INSTRUCTIONS FOR THE TASK - In the data that follows, find each line containing "enumerate" and copy it.

ENTRIES SHOWN -
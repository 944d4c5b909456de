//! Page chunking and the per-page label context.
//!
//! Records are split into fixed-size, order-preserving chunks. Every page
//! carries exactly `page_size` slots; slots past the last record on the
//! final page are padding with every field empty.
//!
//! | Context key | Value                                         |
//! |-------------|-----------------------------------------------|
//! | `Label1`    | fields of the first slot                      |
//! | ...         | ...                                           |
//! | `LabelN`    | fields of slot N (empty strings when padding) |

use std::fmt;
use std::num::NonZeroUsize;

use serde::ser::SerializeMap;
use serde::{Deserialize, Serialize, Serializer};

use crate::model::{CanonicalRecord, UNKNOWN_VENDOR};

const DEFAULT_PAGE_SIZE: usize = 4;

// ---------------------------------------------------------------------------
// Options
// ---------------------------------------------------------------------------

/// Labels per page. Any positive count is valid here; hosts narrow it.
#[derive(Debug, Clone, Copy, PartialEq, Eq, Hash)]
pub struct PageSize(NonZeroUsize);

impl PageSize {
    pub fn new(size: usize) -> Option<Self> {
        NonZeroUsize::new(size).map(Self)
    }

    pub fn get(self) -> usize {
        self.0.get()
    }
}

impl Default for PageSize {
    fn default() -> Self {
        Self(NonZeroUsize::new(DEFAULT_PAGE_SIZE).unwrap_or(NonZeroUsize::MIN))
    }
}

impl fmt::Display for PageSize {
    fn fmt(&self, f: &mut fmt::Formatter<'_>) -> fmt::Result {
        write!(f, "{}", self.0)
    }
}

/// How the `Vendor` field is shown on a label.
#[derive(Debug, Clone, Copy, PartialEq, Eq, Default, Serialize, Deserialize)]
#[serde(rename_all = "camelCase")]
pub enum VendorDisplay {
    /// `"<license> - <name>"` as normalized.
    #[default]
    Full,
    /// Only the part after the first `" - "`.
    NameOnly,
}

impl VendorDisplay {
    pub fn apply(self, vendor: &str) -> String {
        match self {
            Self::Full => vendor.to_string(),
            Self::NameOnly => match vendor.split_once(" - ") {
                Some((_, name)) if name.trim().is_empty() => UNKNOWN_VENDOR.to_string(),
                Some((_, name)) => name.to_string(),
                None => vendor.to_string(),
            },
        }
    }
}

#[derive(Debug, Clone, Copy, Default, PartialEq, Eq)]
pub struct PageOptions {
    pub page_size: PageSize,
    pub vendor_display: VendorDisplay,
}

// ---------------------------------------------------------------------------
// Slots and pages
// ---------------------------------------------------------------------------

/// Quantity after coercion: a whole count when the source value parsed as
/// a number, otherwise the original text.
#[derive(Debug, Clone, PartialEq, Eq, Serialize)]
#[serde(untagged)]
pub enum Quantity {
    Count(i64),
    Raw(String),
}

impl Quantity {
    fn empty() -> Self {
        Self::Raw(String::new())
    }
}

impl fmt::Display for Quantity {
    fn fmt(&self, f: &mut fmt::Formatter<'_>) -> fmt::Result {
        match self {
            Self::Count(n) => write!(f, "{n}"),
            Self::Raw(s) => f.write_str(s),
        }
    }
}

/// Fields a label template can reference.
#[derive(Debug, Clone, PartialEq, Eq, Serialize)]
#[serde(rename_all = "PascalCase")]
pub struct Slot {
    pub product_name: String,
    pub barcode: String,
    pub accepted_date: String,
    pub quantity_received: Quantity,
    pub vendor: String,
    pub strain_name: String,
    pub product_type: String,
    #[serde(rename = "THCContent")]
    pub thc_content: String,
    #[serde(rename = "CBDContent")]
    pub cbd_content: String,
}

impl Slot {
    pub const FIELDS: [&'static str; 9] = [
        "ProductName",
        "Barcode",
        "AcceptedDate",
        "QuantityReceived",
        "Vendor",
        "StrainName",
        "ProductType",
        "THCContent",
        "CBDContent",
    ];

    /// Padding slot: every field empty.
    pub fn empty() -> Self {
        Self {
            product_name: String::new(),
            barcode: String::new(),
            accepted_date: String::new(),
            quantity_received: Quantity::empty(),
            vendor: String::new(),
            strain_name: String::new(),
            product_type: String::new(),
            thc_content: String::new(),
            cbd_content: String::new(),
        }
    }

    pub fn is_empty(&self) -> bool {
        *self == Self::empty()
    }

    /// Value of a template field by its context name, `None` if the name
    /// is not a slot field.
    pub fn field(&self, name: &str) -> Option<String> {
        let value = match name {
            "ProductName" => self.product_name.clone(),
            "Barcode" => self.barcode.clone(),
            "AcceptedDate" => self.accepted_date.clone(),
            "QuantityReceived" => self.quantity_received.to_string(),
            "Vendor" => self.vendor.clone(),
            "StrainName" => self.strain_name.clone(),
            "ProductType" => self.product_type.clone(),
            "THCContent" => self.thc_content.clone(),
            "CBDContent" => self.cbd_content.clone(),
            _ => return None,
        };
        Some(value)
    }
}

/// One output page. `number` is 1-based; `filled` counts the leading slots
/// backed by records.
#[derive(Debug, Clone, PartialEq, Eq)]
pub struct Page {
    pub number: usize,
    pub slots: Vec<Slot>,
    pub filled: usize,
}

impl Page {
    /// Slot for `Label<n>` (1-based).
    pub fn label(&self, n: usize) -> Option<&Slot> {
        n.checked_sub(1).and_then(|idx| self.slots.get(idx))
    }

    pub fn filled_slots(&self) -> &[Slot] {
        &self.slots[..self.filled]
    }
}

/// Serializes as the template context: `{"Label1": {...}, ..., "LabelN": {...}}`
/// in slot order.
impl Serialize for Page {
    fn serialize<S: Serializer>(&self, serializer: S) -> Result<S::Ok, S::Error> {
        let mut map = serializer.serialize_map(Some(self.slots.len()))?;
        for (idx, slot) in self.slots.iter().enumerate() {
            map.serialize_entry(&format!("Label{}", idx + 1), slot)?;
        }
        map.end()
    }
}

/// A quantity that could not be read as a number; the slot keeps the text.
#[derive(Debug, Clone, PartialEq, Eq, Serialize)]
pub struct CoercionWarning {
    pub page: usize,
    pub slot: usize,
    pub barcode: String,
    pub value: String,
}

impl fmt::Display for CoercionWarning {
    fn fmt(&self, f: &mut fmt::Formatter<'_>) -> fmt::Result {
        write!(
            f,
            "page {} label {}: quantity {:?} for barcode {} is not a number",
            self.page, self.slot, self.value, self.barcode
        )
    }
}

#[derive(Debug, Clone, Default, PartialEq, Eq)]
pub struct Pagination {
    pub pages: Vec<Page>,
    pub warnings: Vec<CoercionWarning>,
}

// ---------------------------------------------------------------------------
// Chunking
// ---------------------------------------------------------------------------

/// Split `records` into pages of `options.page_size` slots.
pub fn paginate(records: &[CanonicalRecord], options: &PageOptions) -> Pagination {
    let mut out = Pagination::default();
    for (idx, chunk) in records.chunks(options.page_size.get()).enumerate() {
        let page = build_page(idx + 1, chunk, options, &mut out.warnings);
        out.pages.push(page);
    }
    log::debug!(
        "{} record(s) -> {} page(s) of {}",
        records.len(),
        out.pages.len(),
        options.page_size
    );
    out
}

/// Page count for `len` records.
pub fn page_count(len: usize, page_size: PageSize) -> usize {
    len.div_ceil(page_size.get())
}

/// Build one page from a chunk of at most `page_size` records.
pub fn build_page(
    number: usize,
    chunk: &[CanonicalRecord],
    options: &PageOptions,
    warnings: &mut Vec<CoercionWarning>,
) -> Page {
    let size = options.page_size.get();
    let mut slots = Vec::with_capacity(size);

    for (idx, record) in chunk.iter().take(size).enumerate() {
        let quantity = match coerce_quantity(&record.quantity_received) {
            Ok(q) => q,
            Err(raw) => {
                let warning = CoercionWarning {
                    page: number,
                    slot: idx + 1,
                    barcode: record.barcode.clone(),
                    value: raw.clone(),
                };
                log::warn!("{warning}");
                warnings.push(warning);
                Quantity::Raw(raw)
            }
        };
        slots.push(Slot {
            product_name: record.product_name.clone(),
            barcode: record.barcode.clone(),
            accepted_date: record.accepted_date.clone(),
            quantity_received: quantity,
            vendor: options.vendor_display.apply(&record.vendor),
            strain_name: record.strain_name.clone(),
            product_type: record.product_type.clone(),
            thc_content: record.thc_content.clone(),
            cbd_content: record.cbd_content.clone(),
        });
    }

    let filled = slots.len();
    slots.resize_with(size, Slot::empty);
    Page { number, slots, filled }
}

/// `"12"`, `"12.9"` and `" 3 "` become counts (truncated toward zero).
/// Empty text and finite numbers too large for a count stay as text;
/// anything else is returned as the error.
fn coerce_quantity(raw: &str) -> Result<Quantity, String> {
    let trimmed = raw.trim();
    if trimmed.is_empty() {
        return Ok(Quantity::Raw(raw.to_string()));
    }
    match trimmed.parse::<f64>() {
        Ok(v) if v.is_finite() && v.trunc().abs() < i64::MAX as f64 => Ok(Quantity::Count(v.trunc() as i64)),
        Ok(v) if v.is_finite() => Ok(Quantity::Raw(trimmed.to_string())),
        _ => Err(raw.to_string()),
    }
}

YOUR RESPONSE -
        for (idx, slot) in self.slots.iter().enumerate() {
    for (idx, chunk) in records.chunks(options.page_size.get()).enumerate() {
    for (idx, record) in chunk.iter().take(size).enumerate() {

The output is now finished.